STAINING OF TISSUE POLYCATIONS BY ANIONIC DYES IN SALT SOLUTIONS WITH SPECIAL REFERENCE TO GINGIVA

Abstract

Over the range pH 5.6-9.4, the presence of KCl or other common metallic chlorides in excess of 0.1 M in 0.05% solutions of Biebrich scarlet or acid fuchsin produced a colored precipitate within 24 hr. Within the same period, over the range pH 2-7, no precipitate resulted when up to 5 M choline chloride (highest concentration tested) was present in 0.01% solutions of these and other anionic dyes used for staining tissue sections. In paraffin sections of frozen-dried tissues, previously exposed to modified Newcomer's fluid or cyanuric chloride in anhydrous reaction medium, equilibrium staining in the presence of increasing concentrations of choline chloride or potassium chloride was investigated at pH 2.28-2.70, 5.6 and 6.18-6.70 using 0.01% or 0.001% solutions of acid fuchsin, Biebrich scarlet or its isomer crocein scarlet, fast green FCF, naphthol yellow S. The tissues studied were: prevertebral structures included in a horizontal section through the cervical region of a mouse, rat abdominal skin and gingiva, human gingiva. In general, increasing salt concentration progressively inhibited staining, but over a limited range could increase staining, e. g., in cartilage, by unmasking additional dye-binding groups through the dissociation of macromolecular polyionic complexes.
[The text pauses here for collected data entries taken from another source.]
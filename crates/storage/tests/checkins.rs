mod support;

use storage::Database;
use storage::dto::checkin::{CreateCheckInRequest, UpdateCheckInRequest};
use storage::error::StorageError;
use storage::repository::athlete::AthleteRepository;
use storage::repository::checkin::CheckInRepository;
use storage::repository::event::EventRepository;
use uuid::Uuid;

use support::{athlete_request, event_request, test_db};

fn checkin_request(athlete_id: Uuid, event_id: Uuid) -> CreateCheckInRequest {
    CreateCheckInRequest {
        athlete_id,
        event_id,
        notes: None,
    }
}

#[tokio::test]
async fn checkin_fills_capacity_and_rejects_duplicates() {
    let db = test_db().await;
    let athletes = AthleteRepository::new(db.pool());
    let events = EventRepository::new(db.pool());
    let checkins = CheckInRepository::new(db.pool());

    let a = athletes
        .create(&athlete_request("Ada", "Ngata", Some("ada@example.com"), true))
        .await
        .unwrap();
    let b = athletes
        .create(&athlete_request("Ben", "Orr", Some("ben@example.com"), true))
        .await
        .unwrap();
    let c = athletes
        .create(&athlete_request("Cam", "Diaz", Some("cam@example.com"), true))
        .await
        .unwrap();
    let event = events.create(&event_request("Open Gym", 2)).await.unwrap();

    let created = checkins.create(&checkin_request(a.id, event.id)).await.unwrap();
    assert!(created.waiver_validated);
    assert_eq!(created.first_name, "Ada");
    assert_eq!(created.event_name, "Open Gym");

    let event = events.find_by_id(event.id).await.unwrap();
    assert_eq!(event.current_capacity, 1);

    // Same pair again while a slot is still free: a duplicate conflict.
    let err = checkins
        .create(&checkin_request(a.id, event.id))
        .await
        .unwrap_err();
    assert!(matches!(err, StorageError::Conflict(_)), "got {err:?}");

    checkins.create(&checkin_request(b.id, event.id)).await.unwrap();

    // Third athlete: the event is full. Capacity is checked before the
    // duplicate lookup, so a re-attempt by Ada also reports capacity now.
    let err = checkins
        .create(&checkin_request(c.id, event.id))
        .await
        .unwrap_err();
    assert!(matches!(err, StorageError::CapacityExceeded), "got {err:?}");

    let err = checkins
        .create(&checkin_request(a.id, event.id))
        .await
        .unwrap_err();
    assert!(matches!(err, StorageError::CapacityExceeded), "got {err:?}");

    // Failed attempts must leave no rows and no capacity drift.
    let event = events.find_by_id(event.id).await.unwrap();
    assert_eq!(event.current_capacity, 2);
    assert_eq!(checkins.list().await.unwrap().len(), 2);
}

#[tokio::test]
async fn checkin_requires_existing_athlete_and_event() {
    let db = test_db().await;
    let athletes = AthleteRepository::new(db.pool());
    let events = EventRepository::new(db.pool());
    let checkins = CheckInRepository::new(db.pool());

    let a = athletes
        .create(&athlete_request("Ada", "Ngata", None, true))
        .await
        .unwrap();
    let event = events.create(&event_request("Open Gym", 5)).await.unwrap();

    let err = checkins
        .create(&checkin_request(Uuid::new_v4(), event.id))
        .await
        .unwrap_err();
    assert!(matches!(err, StorageError::NotFound("athlete")), "got {err:?}");

    let err = checkins
        .create(&checkin_request(a.id, Uuid::new_v4()))
        .await
        .unwrap_err();
    assert!(matches!(err, StorageError::NotFound("event")), "got {err:?}");
}

#[tokio::test]
async fn checkin_rejects_inactive_event() {
    let db = test_db().await;
    let athletes = AthleteRepository::new(db.pool());
    let events = EventRepository::new(db.pool());
    let checkins = CheckInRepository::new(db.pool());

    let a = athletes
        .create(&athlete_request("Ada", "Ngata", None, true))
        .await
        .unwrap();
    let event = events.create(&event_request("Open Gym", 5)).await.unwrap();
    events.toggle_active(event.id).await.unwrap();

    let err = checkins
        .create(&checkin_request(a.id, event.id))
        .await
        .unwrap_err();
    assert!(matches!(err, StorageError::InvalidState(_)), "got {err:?}");

    let event = events.find_by_id(event.id).await.unwrap();
    assert_eq!(event.current_capacity, 0);
}

#[tokio::test]
async fn waiver_flag_is_a_snapshot() {
    let db = test_db().await;
    let athletes = AthleteRepository::new(db.pool());
    let events = EventRepository::new(db.pool());
    let checkins = CheckInRepository::new(db.pool());

    let a = athletes
        .create(&athlete_request("Cam", "Diaz", Some("cam@example.com"), false))
        .await
        .unwrap();
    let event = events.create(&event_request("Open Gym", 5)).await.unwrap();

    let created = checkins.create(&checkin_request(a.id, event.id)).await.unwrap();
    assert!(!created.waiver_validated);

    // Signing the waiver afterwards must not rewrite history.
    let signed = athlete_request("Cam", "Diaz", Some("cam@example.com"), true);
    let updated = athletes.update(a.id, &support::update_from(signed)).await.unwrap();
    assert!(updated.has_valid_waiver);

    let checkin = checkins.find_by_id(created.id).await.unwrap();
    assert!(!checkin.waiver_validated);
}

#[tokio::test]
async fn checkin_sets_last_visited() {
    let db = test_db().await;
    let athletes = AthleteRepository::new(db.pool());
    let events = EventRepository::new(db.pool());
    let checkins = CheckInRepository::new(db.pool());

    let a = athletes
        .create(&athlete_request("Ada", "Ngata", None, true))
        .await
        .unwrap();
    assert!(a.last_visited.is_none());

    let event = events.create(&event_request("Open Gym", 5)).await.unwrap();
    let created = checkins.create(&checkin_request(a.id, event.id)).await.unwrap();

    let a = athletes.find_by_id(a.id).await.unwrap();
    assert_eq!(a.last_visited, Some(created.check_in_time));
}

#[tokio::test]
async fn delete_restores_capacity_and_allows_rejoin() {
    let db = test_db().await;
    let athletes = AthleteRepository::new(db.pool());
    let events = EventRepository::new(db.pool());
    let checkins = CheckInRepository::new(db.pool());

    let a = athletes
        .create(&athlete_request("Ada", "Ngata", None, true))
        .await
        .unwrap();
    let event = events.create(&event_request("Open Gym", 1)).await.unwrap();

    let created = checkins.create(&checkin_request(a.id, event.id)).await.unwrap();
    checkins.delete(created.id).await.unwrap();

    let refreshed = events.find_by_id(event.id).await.unwrap();
    assert_eq!(refreshed.current_capacity, 0);

    // The slot is free again for the same athlete.
    checkins.create(&checkin_request(a.id, event.id)).await.unwrap();
    let refreshed = events.find_by_id(event.id).await.unwrap();
    assert_eq!(refreshed.current_capacity, 1);
}

#[tokio::test]
async fn delete_missing_checkin_is_not_found() {
    let db = test_db().await;
    let checkins = CheckInRepository::new(db.pool());

    let err = checkins.delete(Uuid::new_v4()).await.unwrap_err();
    assert!(matches!(err, StorageError::NotFound("check-in")), "got {err:?}");
}

#[tokio::test]
async fn concurrent_checkins_for_same_pair_admit_exactly_one() {
    let db = test_db().await;
    let athletes = AthleteRepository::new(db.pool());
    let events = EventRepository::new(db.pool());

    let a = athletes
        .create(&athlete_request("Ada", "Ngata", None, true))
        .await
        .unwrap();
    let event = events.create(&event_request("Open Gym", 10)).await.unwrap();

    let repo1 = CheckInRepository::new(db.pool());
    let repo2 = CheckInRepository::new(db.pool());
    let req1 = checkin_request(a.id, event.id);
    let req2 = checkin_request(a.id, event.id);
    let first = repo1.create(&req1);
    let second = repo2.create(&req2);
    let (r1, r2) = tokio::join!(first, second);

    assert_eq!(
        r1.is_ok() as u8 + r2.is_ok() as u8,
        1,
        "exactly one of the racing check-ins must win"
    );
    let loser = if r1.is_ok() { r2 } else { r1 };
    assert!(matches!(loser.unwrap_err(), StorageError::Conflict(_)));

    let event = events.find_by_id(event.id).await.unwrap();
    assert_eq!(event.current_capacity, 1);
}

// The single-connection in-memory pool serializes callers before they
// ever reach SQLite, so this race needs the production setup: a
// file-backed WAL database with a multi-connection pool.
#[tokio::test]
async fn racing_checkins_on_a_shared_pool_report_conflict() {
    let path = std::env::temp_dir().join(format!("club-checkin-race-{}.db", Uuid::new_v4()));
    let db = Database::new(&format!("sqlite:{}", path.display()))
        .await
        .expect("open file-backed database");
    db.run_migrations().await.expect("run migrations");

    let athletes = AthleteRepository::new(db.pool());
    let events = EventRepository::new(db.pool());

    let a = athletes
        .create(&athlete_request("Ada", "Ngata", None, true))
        .await
        .unwrap();
    let event = events.create(&event_request("Open Gym", 10)).await.unwrap();

    let (athlete_id, event_id) = (a.id, event.id);
    let pool_one = db.pool().clone();
    let pool_two = db.pool().clone();
    let first = tokio::spawn(async move {
        CheckInRepository::new(&pool_one)
            .create(&checkin_request(athlete_id, event_id))
            .await
    });
    let second = tokio::spawn(async move {
        CheckInRepository::new(&pool_two)
            .create(&checkin_request(athlete_id, event_id))
            .await
    });
    let (r1, r2) = (first.await.unwrap(), second.await.unwrap());

    assert_eq!(
        r1.is_ok() as u8 + r2.is_ok() as u8,
        1,
        "exactly one of the racing check-ins must win"
    );
    // The loser must see the committed duplicate, not a low-level
    // locking failure surfaced as a database error.
    let err = if r1.is_ok() { r2 } else { r1 }.unwrap_err();
    assert!(matches!(err, StorageError::Conflict(_)), "got {err:?}");

    let event = events.find_by_id(event.id).await.unwrap();
    assert_eq!(event.current_capacity, 1);

    db.close().await;
    for suffix in ["", "-wal", "-shm"] {
        let _ = std::fs::remove_file(format!("{}{suffix}", path.display()));
    }
}

#[tokio::test]
async fn update_amends_waiver_and_notes_only() {
    let db = test_db().await;
    let athletes = AthleteRepository::new(db.pool());
    let events = EventRepository::new(db.pool());
    let checkins = CheckInRepository::new(db.pool());

    let a = athletes
        .create(&athlete_request("Ada", "Ngata", None, false))
        .await
        .unwrap();
    let event = events.create(&event_request("Open Gym", 5)).await.unwrap();
    let created = checkins.create(&checkin_request(a.id, event.id)).await.unwrap();

    let updated = checkins
        .update(
            created.id,
            &UpdateCheckInRequest {
                waiver_validated: true,
                notes: Some("paper waiver on file".to_string()),
            },
        )
        .await
        .unwrap();

    assert!(updated.waiver_validated);
    assert_eq!(updated.notes, "paper waiver on file");
    assert_eq!(updated.check_in_time, created.check_in_time);
}

#[tokio::test]
async fn stats_overview_counts_waiver_split() {
    let db = test_db().await;
    let athletes = AthleteRepository::new(db.pool());
    let events = EventRepository::new(db.pool());
    let checkins = CheckInRepository::new(db.pool());

    let a = athletes
        .create(&athlete_request("Ada", "Ngata", Some("ada@example.com"), true))
        .await
        .unwrap();
    let b = athletes
        .create(&athlete_request("Ben", "Orr", Some("ben@example.com"), false))
        .await
        .unwrap();
    let event = events.create(&event_request("Open Gym", 5)).await.unwrap();

    checkins.create(&checkin_request(a.id, event.id)).await.unwrap();
    checkins.create(&checkin_request(b.id, event.id)).await.unwrap();

    let stats = checkins.stats_overview().await.unwrap();
    assert_eq!(stats.total, 2);
    assert_eq!(stats.today, 2);
    assert_eq!(stats.this_week, 2);
    assert_eq!(stats.waiver_validated, 1);
    assert_eq!(stats.waiver_not_validated, 1);

    let today = checkins.list_today().await.unwrap();
    assert_eq!(today.len(), 2);
}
Sequential staining with the same or two different dyes in presence of different salt concentrations showed that inhibition of straining by salt was not due to elution of reactive material from sections but to competition between salt and dye anions for cationic sites in tissues. The biologic polyanions heparinate and hyaluronate were found to compete with Biebrich scarlet for tissue cationic sites. The concept of critical electrolyte concentration (CEC) proposed for staining with cationic dyes in salt solutions was found to be applicable to staining with anionic dyes and thus to be generally valid for staining that involves polar interactions. Rat gingival keratin, previously shown to have only a low CEC for the cationic dye Alcian Blue, displayed a high CEC for all of the anionic dyes investigated. Some sites in mouse arterial wall and laryngeal cartilage known to have a high CEC for Alcian Blue showed high CEC for Biebrich scarlet. It is suggested that the high CEC of human gingival parakeratin for anionic dyes depends on the presence of arginine, histidine and lysine protein residues and those few α-amino groups capable of protonation.